Em 7 de janeiro de 2026, a Usiminas informou que o CADE aprovou, sem restrições e com trânsito em julgado, o Ato de Concentração nº 08700.012033/2025-83. O ato refere-se à aquisição, pela Ternium Investments S.à r.l., das ações da Usiminas detidas por Nippon Steel Corporation e Mitsubishi Corporation vinculadas ao Acordo de Acionistas de 03/07/2023. A companhia destacou que seguirá informando o mercado sobre o cumprimento das demais condições precedentes e o subsequente fechamento da operação.

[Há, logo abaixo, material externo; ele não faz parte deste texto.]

use std::sync::Arc;

use serde_json::json;
use tracing::{debug, warn};

use crate::agent::CompletionBackend;
use crate::models::{Message, FALLBACK_TITLE};

/// Messages considered when suggesting titles.
const SUGGESTION_WINDOW: usize = 6;
const MAX_SUGGESTIONS: usize = 4;
/// Per-message character cap in the suggestion prompt.
const SUGGESTION_EXCERPT_CHARS: usize = 500;

/// Best-effort session titling. Never fails: errors turn into the fallback
/// title or an empty suggestion list.
#[derive(Clone)]
pub struct TitleGenerator {
    backend: Arc<dyn CompletionBackend>,
}

impl TitleGenerator {
    pub fn new(backend: Arc<dyn CompletionBackend>) -> Self {
        Self { backend }
    }

    pub async fn generate_title(&self, seed: &str) -> String {
        let prompt = format!(
            "Generate a very short, concise title (max 4-5 words) for a health/ayurveda \
             related conversation that starts with this message: \"{}\". Do not use quotes.",
            seed.trim()
        );
        match self.backend.complete(&prompt).await {
            Ok(raw) => clean_title(&raw).unwrap_or_else(|| FALLBACK_TITLE.to_string()),
            Err(e) => {
                debug!("Title generation failed, using fallback: {e}");
                FALLBACK_TITLE.to_string()
            }
        }
    }

    /// Up to four alternative titles for the latest part of a conversation.
    pub async fn generate_title_suggestions(&self, recent: &[Message]) -> Vec<String> {
        let start = recent.len().saturating_sub(SUGGESTION_WINDOW);
        let transcript: Vec<String> = recent[start..]
            .iter()
            .filter(|m| !m.content.trim().is_empty())
            .map(|m| {
                let excerpt: String = m.content.chars().take(SUGGESTION_EXCERPT_CHARS).collect();
                format!("{}: {}", m.role, excerpt)
            })
            .collect();
        if transcript.is_empty() {
            return Vec::new();
        }

        let prompt = format!(
            "Suggest {MAX_SUGGESTIONS} short, distinct titles (max 5 words each) for this \
             health/ayurveda conversation. Return only a JSON array of strings.\n\n{}",
            transcript.join("\n")
        );
        let schema = json!({
            "type": "array",
            "items": { "type": "string" },
            "maxItems": MAX_SUGGESTIONS,
        });

        match self.backend.complete_list(&prompt, schema).await {
            Ok(raw) => raw
                .iter()
                .filter_map(|s| clean_title(s))
                .take(MAX_SUGGESTIONS)
                .collect(),
            Err(e) => {
                warn!("Title suggestions unavailable: {e}");
                Vec::new()
            }
        }
    }
}

/// First line of a model reply with surrounding quotes and markdown removed.
fn clean_title(raw: &str) -> Option<String> {
    let line = raw.lines().map(str::trim).find(|l| !l.is_empty())?;
    let title = line
        .trim_start_matches('#')
        .trim_matches(|c: char| matches!(c, '"' | '\'' | '*' | '`' | '“' | '”'))
        .trim();
    (!title.is_empty()).then(|| title.to_string())
}

#[cfg(test)]
mod tests {
    use super::*;
    use crate::agent::testing::ScriptedBackend;
    use crate::models::MessageRole;

    fn generator(backend: ScriptedBackend) -> (TitleGenerator, Arc<ScriptedBackend>) {
        let backend = Arc::new(backend);
        (TitleGenerator::new(backend.clone()), backend)
    }

    #[tokio::test]
    async fn title_is_cleaned_of_quotes() {
        let (titles, backend) = generator(ScriptedBackend::default().with_title("\"Immunity Boosting Herbs\"\n"));
        assert_eq!(titles.generate_title("best herbs for immunity?").await, "Immunity Boosting Herbs");
        assert!(backend.title_prompts()[0].contains("best herbs for immunity?"));
    }

    #[tokio::test]
    async fn failures_fall_back() {
        let (titles, _) = generator(ScriptedBackend::default());
        assert_eq!(titles.generate_title("hello").await, FALLBACK_TITLE);

        let (titles, _) = generator(ScriptedBackend::default().with_title("  \n \"\" "));
        assert_eq!(titles.generate_title("hello").await, FALLBACK_TITLE);
    }

    #[tokio::test]
    async fn suggestions_are_capped_and_cleaned() {
        let (titles, _) = generator(
            ScriptedBackend::default().with_suggestions(&["Kapha Diet", "\"Light Meals\"", "", "Ginger Tea", "Morning Routine", "Extra"]),
        );
        let suggestions = titles.generate_title_suggestions(&[Message::user("Kapha diet?")]).await;
        assert_eq!(suggestions, ["Kapha Diet", "Light Meals", "Ginger Tea", "Morning Routine"]);
    }

    #[tokio::test]
    async fn suggestions_only_send_recent_turns() {
        let (titles, backend) = generator(ScriptedBackend::default().with_suggestions(&["A"]));
        let messages: Vec<Message> = (0..10)
            .map(|i| {
                let role = if i % 2 == 0 { MessageRole::User } else { MessageRole::Assistant };
                Message::new(role, format!("turn-{i}"))
            })
            .collect();

        titles.generate_title_suggestions(&messages).await;
        let prompt = backend.list_prompts.lock().unwrap()[0].clone();
        assert!(!prompt.contains("turn-3"));
        assert!(prompt.contains("turn-4"));
        assert!(prompt.contains("turn-9"));
    }

    #[tokio::test]
    async fn suggestion_failure_is_empty() {
        let (titles, _) = generator(ScriptedBackend::default());
        assert!(titles.generate_title_suggestions(&[Message::user("hi")]).await.is_empty());
        assert!(titles.generate_title_suggestions(&[]).await.is_empty());
    }
}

Este movimento dá continuidade à reorganização societária e consolida a transição do bloco de controle sob o Grupo T/T, reduzindo incertezas regulatórias e alinhando governança e execução. A mudança já vinha se refletindo em decisões de gestão, como a sucessão no comando financeiro alinhada ao grupo Ternium, que elegeu um executivo da Ternium para Vice-Presidente de Finanças e RI a partir de 1º/02/2026. A convergência entre controle e finanças tende a padronizar processos, reforçar disciplina de funding, integrar gestão de riscos e ampliar o acesso a mercados de capitais, reduzindo o custo de capital. Com maior clareza acionária, a companhia também ganha tração para aprovações internas e priorização de CAPEX, acelerando a execução industrial e a captura de sinergias operacionais e comerciais.
Com o obstáculo antitruste superado, a Usiminas fica melhor posicionada para entregar seu ciclo de investimentos e ganhos de eficiência. A consolidação societária pode dar impulso ao cronograma do plano de investimentos de R$ 3,5 bilhões para competitividade (2026–2029), que contempla a planta de PCI, reparos e reconstruções nas baterias de coque e um novo gasômetro, sustentado por balanço sólido e disciplina financeira. Ao alinhar controle, governança e execução, a companhia reforça a tese de recuperação de margens e maior resiliência ao ciclo do aço no médio prazo.